From what Jesus said, it is entirely possible that He specifically chose that word to open up the doors to something other than pre-marital sex, so that it is not limited to pre-marital sex, but all kinds of perverted sex, including adultery. Because in Revelation 2, it shows us very clear there that adultery is also included within porneia.

Porneia is a general term that encompasses every illicit sexual perversion. So the Greek's could not be specific like we can in English. The only one that they could specifically designate was adultery. The Bible consistently uses porneia far more than moicheuo.

Now we have to make a bit of deviation here, because we have to get some more background, but that is a good start for helping us to understand first of all that Jesus was more liberal than it appears on the surface, and we will find out why He was more liberal as we go along.

I want us to reflect on a couple of scriptures. Hebrews 13:8 says that Jesus Christ is "the same yesterday, today, and forever." Malachi 3:6 reinforces that when it says, "I am the LORD, I change not." So, we understand that God's intention from the beginning regarding marriage, once we begin to apply this principle, has never changed.

However, we are going to see that God does change certain things, and we have to understand 'change' a little bit.

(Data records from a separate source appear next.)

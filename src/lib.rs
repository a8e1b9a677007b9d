//! QCT/DDA - Qualified Census Tract and Difficult Development Area lookups
//!
//! Geocodes street addresses, resolves their census tract, and checks them
//! against the QCT list and DDA boundaries.

pub mod census;
pub mod config;
pub mod eligibility;
pub mod error;
pub mod geocode;
mod http;
pub mod models;
pub mod pip;
pub mod pipeline;
pub mod reference;

pub use config::Config;
pub use error::{FailureKind, LookupError, ReferenceError};
pub use models::{AddressOutcome, EligibilityResult, FipsCode, GeoPoint};
pub use pipeline::{Pipeline, RunSummary};
use csv::ReaderBuilder;
use flate2::read::GzDecoder;
use hashbrown::HashSet;
use std::fs::File;
use std::io::Read;
use std::path::Path;
use tracing::{info, warn};

use super::open_error;
use crate::error::ReferenceError;
use crate::models::fips::{zero_pad, FIPS_WIDTH};
use crate::models::FipsCode;

const FIPS_COLUMN: &str = "fips";

/// Qualified Census Tract codes, zero-padded to 11 characters
#[derive(Debug, Clone, Default)]
pub struct QctSet {
    codes: HashSet<String>,
    rows: usize,
}

impl QctSet {
    pub fn from_codes<I, S>(codes: I) -> Self
    where
        I: IntoIterator<Item = S>,
        S: AsRef<str>,
    {
        let mut set = Self::default();
        for code in codes {
            set.insert(code.as_ref());
        }
        set
    }

    fn insert(&mut self, raw: &str) {
        self.rows += 1;
        self.codes.insert(zero_pad(raw));
    }

    /// Exact match against the padded codes
    pub fn contains(&self, fips: &FipsCode) -> bool {
        self.codes.contains(fips.as_str())
    }

    /// Number of distinct codes
    pub fn len(&self) -> usize {
        self.codes.len()
    }

    pub fn is_empty(&self) -> bool {
        self.codes.is_empty()
    }

    /// Rows read, duplicates included
    pub fn rows(&self) -> usize {
        self.rows
    }

    /// Codes that are not 11 ASCII digits even after padding
    pub fn nonconforming(&self) -> impl Iterator<Item = &str> {
        self.codes
            .iter()
            .filter(|c| c.len() != FIPS_WIDTH || !c.bytes().all(|b| b.is_ascii_digit()))
            .map(String::as_str)
    }
}

/// Load QCT codes from the `fips` column of a CSV (optionally gzipped)
pub fn load_qct_set(path: &Path) -> Result<QctSet, ReferenceError> {
    info!("Loading QCT list from {}", path.display());

    let file = File::open(path).map_err(|source| open_error(path, source))?;
    let reader: Box<dyn Read> = if path.extension().map_or(false, |e| e == "gz") {
        Box::new(GzDecoder::new(file))
    } else {
        Box::new(file)
    };

    let set = read_qct_set(reader, path)?;

    let bad = set.nonconforming().count();
    if bad > 0 {
        warn!(
            "{} QCT codes are not {} digits after padding and will never match",
            bad, FIPS_WIDTH
        );
    }

    info!("Loaded {} QCT codes ({} rows)", set.len(), set.rows());
    Ok(set)
}

/// Parse QCT codes from any CSV reader; `path` is only used in errors
pub fn read_qct_set<R: Read>(reader: R, path: &Path) -> Result<QctSet, ReferenceError> {
    let csv_error = |source: csv::Error| ReferenceError::Csv {
        path: path.to_path_buf(),
        source,
    };

    let mut csv_reader = ReaderBuilder::new()
        .has_headers(true)
        .trim(csv::Trim::All)
        .flexible(true)
        .from_reader(reader);

    let headers = csv_reader.headers().map_err(csv_error)?.clone();

    // Find column index
    let fips_idx = headers
        .iter()
        .position(|h| h == FIPS_COLUMN)
        .ok_or_else(|| ReferenceError::MissingColumn {
            path: path.to_path_buf(),
            column: FIPS_COLUMN.to_string(),
        })?;

    let mut set = QctSet::default();
    for result in csv_reader.records() {
        let record = result.map_err(csv_error)?;
        match record.get(fips_idx) {
            Some(value) if !value.is_empty() => set.insert(value),
            _ => continue,
        }
    }

    Ok(set)
}
//! Address geocoding against a Nominatim-compatible search endpoint.

mod filter;
mod nominatim;

pub use filter::{select_candidate, CandidateFilter, RegionFilter};
pub use nominatim::{GeocodeCandidate, Geocoder, Located};
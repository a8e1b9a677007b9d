//! The loaded DDA collection.

use geo::Point;
use tracing::info;

use super::DdaZone;

/// EPSG code of the geographic WGS 84 system all zones are held in.
pub const WGS84_EPSG: u16 = 4326;

/// All DDA zones, normalized to EPSG:4326.
///
/// Lookups scan every zone; the envelope check on each zone keeps the exact
/// predicate off distant polygons.
#[derive(Debug, Clone, Default)]
pub struct DdaZones {
    zones: Vec<DdaZone>,
    source_epsg: Option<u16>,
}

impl DdaZones {
    /// Build from zones that are already in EPSG:4326
    pub fn build(zones: Vec<DdaZone>, source_epsg: u16) -> Self {
        info!(
            "Loaded {} DDA zones (source CRS EPSG:{})",
            zones.len(),
            source_epsg
        );
        Self {
            zones,
            source_epsg: Some(source_epsg),
        }
    }

    /// True when the point (x = lon, y = lat) is inside or on the boundary of
    /// any zone.
    ///
    /// Always false for an empty collection.
    pub fn contains(&self, point: &Point<f64>) -> bool {
        self.lookup(point).is_some()
    }

    /// First zone covering the point
    pub fn lookup(&self, point: &Point<f64>) -> Option<&DdaZone> {
        self.zones.iter().find(|zone| zone.covers(point))
    }

    /// CRS the zones were read in, before reprojection
    pub fn source_epsg(&self) -> Option<u16> {
        self.source_epsg
    }

    pub fn len(&self) -> usize {
        self.zones.len()
    }

    pub fn is_empty(&self) -> bool {
        self.zones.is_empty()
    }
}
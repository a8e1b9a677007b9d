//! Per-address determinations.

use serde::Serialize;
use std::fmt;

use super::{FipsCode, GeoPoint};
use crate::error::LookupError;

/// QCT/DDA determination for one address
#[derive(Debug, Clone, Serialize)]
pub struct EligibilityResult {
    pub address: String,
    pub fips: FipsCode,
    pub location: GeoPoint,
    pub is_in_qct: bool,
    pub is_in_dda: bool,
}

impl fmt::Display for EligibilityResult {
    fn fmt(&self, f: &mut fmt::Formatter<'_>) -> fmt::Result {
        write!(
            f,
            "{} is in a QCT zone: {}, in a DDA zone: {}",
            self.address,
            capitalize(self.is_in_qct),
            capitalize(self.is_in_dda)
        )
    }
}

fn capitalize(value: bool) -> &'static str {
    if value {
        "True"
    } else {
        "False"
    }
}

/// Pipeline stage at which an address was abandoned
#[derive(Debug, Clone, Copy, PartialEq, Eq, Serialize)]
#[serde(rename_all = "lowercase")]
pub enum LookupStage {
    Geocode,
    Fips,
}

impl fmt::Display for LookupStage {
    fn fmt(&self, f: &mut fmt::Formatter<'_>) -> fmt::Result {
        match self {
            LookupStage::Geocode => write!(f, "geocode"),
            LookupStage::Fips => write!(f, "FIPS code"),
        }
    }
}

/// Outcome of running one address through the pipeline
#[derive(Debug)]
pub enum AddressOutcome {
    Determined(EligibilityResult),
    Skipped {
        address: String,
        stage: LookupStage,
        error: LookupError,
    },
}

impl AddressOutcome {
    pub fn result(&self) -> Option<&EligibilityResult> {
        match self {
            AddressOutcome::Determined(result) => Some(result),
            AddressOutcome::Skipped { .. } => None,
        }
    }
}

In other words, is God like the law of the Medes and the Persians that changes not? Well, there are certain things that never change. His purpose never changes. His character never changes. He says that not one jot or tittle of His law will ever be changed.

But He does change His anger, does He not? He does change administrations, as II Corinthians 3 shows very clearly. He changed from the Old Covenant to the New Covenant. Now here is something to think about: Jesus' own symbolic marital status when He divorced Israel.

What we are going to see as we develop this study, is that God shows a flexibility in His judgments as an act of mercy, so that we will not be bound or enslaved in a marital situation that is untenable, without peace, and destructive to God's purpose. That is very important. That combination has to be there.

Malachi 2:16 "For the LORD God of Israel says that He hates divorce, for [he is going to give a reason] it covers one's garment with violence," says the LORD of hosts. "Therefore [here comes the warning] take heed to your spirit, that you do not deal treacherously."

Now for our purposes here, one of the key phrases is "one covers violence." The very fact that the word cover is used indicates something hidden, and it is hidden deceitfully. So one is hiding something, and God is strongly against this, and within the context it means He is strongly against it because of the marriage contract.

Think of the word 'violence.' Violence is abusive, but violence is not necessarily physical abuse. Many times it is, but not necessarily. Within the context, this is violence against what constitutes acceptable, good conduct, and approved by God within a marriage. It is violence against a marriage.

Let me give you a clear example. A person may commit adultery against the husband or wife. They do not punch the husband or wife out, they are not beating them up, but the adultery is nonetheless violence against the marriage contract, and it abuses it. Is adultery the only thing that is violence against the marriage contract? Not by a long shot. So a conclusion, from Malachi 2:16, is that violence constitutes somebody not holding up his end, his responsibilities to the marriage contract.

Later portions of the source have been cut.